[Provided entries Boundary: Start]
//! v003: cves with the enrichment scoring columns.

use rusqlite::Connection;

use vigil_core::errors::VigilResult;

use crate::to_storage_err;

pub fn migrate(conn: &Connection) -> VigilResult<()> {
    conn.execute_batch(
        "
        CREATE TABLE IF NOT EXISTS cves (
            id              TEXT PRIMARY KEY,
            name            TEXT NOT NULL UNIQUE,
            finding_name_id TEXT REFERENCES finding_names(id),
            severity        TEXT NOT NULL,
            priority        TEXT,
            epss            REAL,
            cvss            REAL,
            cvss_version    TEXT,
            kev_list        INTEGER NOT NULL DEFAULT 0,
            vector          TEXT,
            created_at      TEXT NOT NULL DEFAULT (strftime('%Y-%m-%dT%H:%M:%fZ', 'now'))
        );

        CREATE INDEX IF NOT EXISTS idx_cves_priority ON cves(priority);
        CREATE INDEX IF NOT EXISTS idx_cves_finding_name ON cves(finding_name_id);
        ",
    )
    .map_err(|e| to_storage_err(e.to_string()))?;
    Ok(())
}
[Provided entries Boundary: End]
Your task is to transcribe the listing above in full, exactly as given.

//! v003: cves with the enrichment scoring columns.

use rusqlite::Connection;

use vigil_core::errors::VigilResult;

use crate::to_storage_err;

pub fn migrate(conn: &Connection) -> VigilResult<()> {
    conn.execute_batch(
        "
        CREATE TABLE IF NOT EXISTS cves (
            id              TEXT PRIMARY KEY,
            name            TEXT NOT NULL UNIQUE,
            finding_name_id TEXT REFERENCES finding_names(id),
            severity        TEXT NOT NULL,
            priority        TEXT,
            epss            REAL,
            cvss            REAL,
            cvss_version    TEXT,
            kev_list        INTEGER NOT NULL DEFAULT 0,
            vector          TEXT,
            created_at      TEXT NOT NULL DEFAULT (strftime('%Y-%m-%dT%H:%M:%fZ', 'now'))
        );

        CREATE INDEX IF NOT EXISTS idx_cves_priority ON cves(priority);
        CREATE INDEX IF NOT EXISTS idx_cves_finding_name ON cves(finding_name_id);
        ",
    )
    .map_err(|e| to_storage_err(e.to_string()))?;
    Ok(())
}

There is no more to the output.